The principal defense to the action is that the defendant stipulated with the agent of the academy, when he executed the subscription note in suit, that the same should not be delivered to plaintiff until similar notes should be obtained to the amount of $4,000, and that the defendant’s note should be void and should be returned to him if that amount of notes should not be obtained. The court was requested by defendant to find specifically whether such stipulation was made. The court did not do so in terms, but did find that such note was delivered by the agent of the academy corporation to plaintiff, pursuant *573to the understanding and agreement upon which it was executed and delivered to such agent, and without any objection by defendant to such delivery thereof to the plaintiff. This finding substantially negatives the claim that the defendant’s subscription note was made conditionally, for it is conceded that notes to the specified amount were never obtained. If the defendant gave his note on the condition claimed, the same could not have been delivered to the plaintiff pursuant to the understanding between him and the agent of the academy, but such delivery in that case would have been against such understanding. There is testimony in the case tending to prove the existence of such condition, but it is opposed by testimony equally as satisfactory, and most of the reasonable probabilities of the case tend strongly to negative the existence of the condition alleged. We cannot properly disturb the finding of the court in that behalf; and if, as claimed by counsel for defendant, there were no finding that the note was not made on the condition claimed, it would probably be our duty to supply such finding.

The note in suit expresses no consideration therefor; but, if it does not import a consideration, one was proved aliunde the note. It appears that many other persons executed similar notes for the same purposes, and that plaintiff advanced its money to the academy in part on the faith of such notes, including the note in suit, and that some of those persons have paid their notes. These facts show a valid consideration for defendant’s note. Lathrop v. Knapp, 27 Wis. 224; La Fayette Co. M. Corp. v. Magoon, 73 Wis. 627. We think there is no force in the objection that the foregoing facts are not available to plaintiff because not expressed in the note. It is always competent to.prove that an instrument which expresses a consideration was in fact made without consideration, and’ it would seem equally „competent to prove that an instrument silent on the subject was in fact executed upon sufficient consideration.

*574The case seems to be this: The defendant, a patron and friend of the academy, and entirely familiar with its condition and operations, promised in writing to pay plaintiff a sum of money and interest thereon at a specified time, for the use and benefit of the academy. Many other persons did the same thing, and some of them performed their respective promises. The defendant gave his subscription note for the purpose of inducing plaintiff to loan money to the academy to relieve it from its financial embarrassments.
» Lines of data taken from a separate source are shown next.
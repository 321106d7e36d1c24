//! Generic page preflight.
//!
//! `BasicPreflight` runs a registry of structural checks over the parsed
//! page. Blockers make the page unsafe; warnings only lower the score.

use dve_dom::{parse_document, Document};
use serde::{Deserialize, Serialize};

pub const BLOCKER_PENALTY: i32 = 40;
pub const WARNING_PENALTY: i32 = 5;

/// Safety verdict for one page
#[derive(Debug, Clone, PartialEq, Serialize, Deserialize)]
#[serde(rename_all = "camelCase")]
pub struct PreflightReport {
    pub safe: bool,
    pub score: i32,
    pub blockers: Vec<String>,
    pub warnings: Vec<String>,
}

/// Evaluates a page before publish
pub trait PreflightEvaluator: Send + Sync {
    /// `html` is `None` when the page does not exist on disk
    fn evaluate(&self, page_path: &str, html: Option<&str>) -> PreflightReport;
}

#[derive(Debug, Clone, Copy, PartialEq, Eq)]
pub enum FindingLevel {
    Blocker,
    Warning,
}

#[derive(Debug, Clone, PartialEq)]
pub struct Finding {
    pub level: FindingLevel,
    pub check: &'static str,
    pub message: String,
}

impl Finding {
    pub fn blocker(check: &'static str, message: impl Into<String>) -> Self {
        Self {
            level: FindingLevel::Blocker,
            check,
            message: message.into(),
        }
    }

    pub fn warning(check: &'static str, message: impl Into<String>) -> Self {
        Self {
            level: FindingLevel::Warning,
            check,
            message: message.into(),
        }
    }
}

/// One structural check over a parsed page
pub trait PreflightCheck: Send + Sync {
    fn name(&self) -> &'static str;

    fn check(&self, doc: &Document) -> Vec<Finding>;
}

pub struct RequireBody;

impl PreflightCheck for RequireBody {
    fn name(&self) -> &'static str {
        "require-body"
    }

    fn check(&self, doc: &Document) -> Vec<Finding> {
        match doc.body() {
            Some(_) => Vec::new(),
            None => vec![Finding::blocker(self.name(), "Page has no <body> element.")],
        }
    }
}

pub struct RequireTitle;

impl PreflightCheck for RequireTitle {
    fn name(&self) -> &'static str {
        "require-title"
    }

    fn check(&self, doc: &Document) -> Vec<Finding> {
        let has_title = doc
            .first_by_tag("title")
            .is_some_and(|title| !doc.text_content(title).trim().is_empty());
        if has_title {
            Vec::new()
        } else {
            vec![Finding::warning(self.name(), "Page has no <title>.")]
        }
    }
}

pub struct NoScriptUrls;

const URL_ATTRIBUTES: &[&str] = &["href", "src", "action", "formaction"];

impl PreflightCheck for NoScriptUrls {
    fn name(&self) -> &'static str {
        "no-script-urls"
    }

    fn check(&self, doc: &Document) -> Vec<Finding> {
        let count = doc
            .elements()
            .into_iter()
            .filter(|&node| {
                URL_ATTRIBUTES.iter().any(|attr| {
                    doc.attr(node, attr).is_some_and(|value| {
                        value.trim_start().to_ascii_lowercase().starts_with("javascript:")
                    })
                })
            })
            .count();
        if count == 0 {
            return Vec::new();
        }
        vec![Finding::warning(
            self.name(),
            format!("Page uses javascript: URLs on {} element(s).", count),
        )]
    }
}

pub struct BasicPreflight {
    checks: Vec<Box<dyn PreflightCheck>>,
}

impl BasicPreflight {
    pub fn new() -> Self {
        Self {
            checks: vec![Box::new(RequireBody), Box::new(RequireTitle), Box::new(NoScriptUrls)],
        }
    }

    pub fn with_check(mut self, check: Box<dyn PreflightCheck>) -> Self {
        self.checks.push(check);
        self
    }
}

impl Default for BasicPreflight {
    fn default() -> Self {
        Self::new()
    }
}

impl std::fmt::Debug for BasicPreflight {
    fn fmt(&self, f: &mut std::fmt::Formatter<'_>) -> std::fmt::Result {
        let names: Vec<&str> = self.checks.iter().map(|c| c.name()).collect();
        f.debug_struct("BasicPreflight").field("checks", &names).finish()
    }
}

impl PreflightEvaluator for BasicPreflight {
    fn evaluate(&self, page_path: &str, html: Option<&str>) -> PreflightReport {
        let findings = match html.filter(|h| !h.trim().is_empty()) {
            None => vec![Finding::blocker(
                "page-content",
                format!("Page '{}' is empty or missing.", page_path),
            )],
            Some(html) => {
                let doc = parse_document(html);
                self.checks.iter().flat_map(|check| check.check(&doc)).collect()
            }
        };

        let (blockers, warnings): (Vec<Finding>, Vec<Finding>) = findings
            .into_iter()
            .partition(|f| f.level == FindingLevel::Blocker);
        let score = 100 - BLOCKER_PENALTY * blockers.len() as i32 - WARNING_PENALTY * warnings.len() as i32;

        PreflightReport {
            safe: blockers.is_empty(),
            score: score.max(0),
            blockers: blockers.into_iter().map(|f| f.message).collect(),
            warnings: warnings.into_iter().map(|f| f.message).collect(),
        }
    }
}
The plaintiff accepted such note with others, and on the faith of them made the desired loan, which is due and mostly unpaid. It now seeks to reimburse itself in part for such loan and interest by collecting the note thus executed to it by defendant for the express purpose of inducing it to make the loan, and in part security therefor. Is there any valid reason in law or equity why the defendant should not pay what he thus agreed to pay? We think not.

By the Oowrt.— The judgment of the circuit court is affirmed.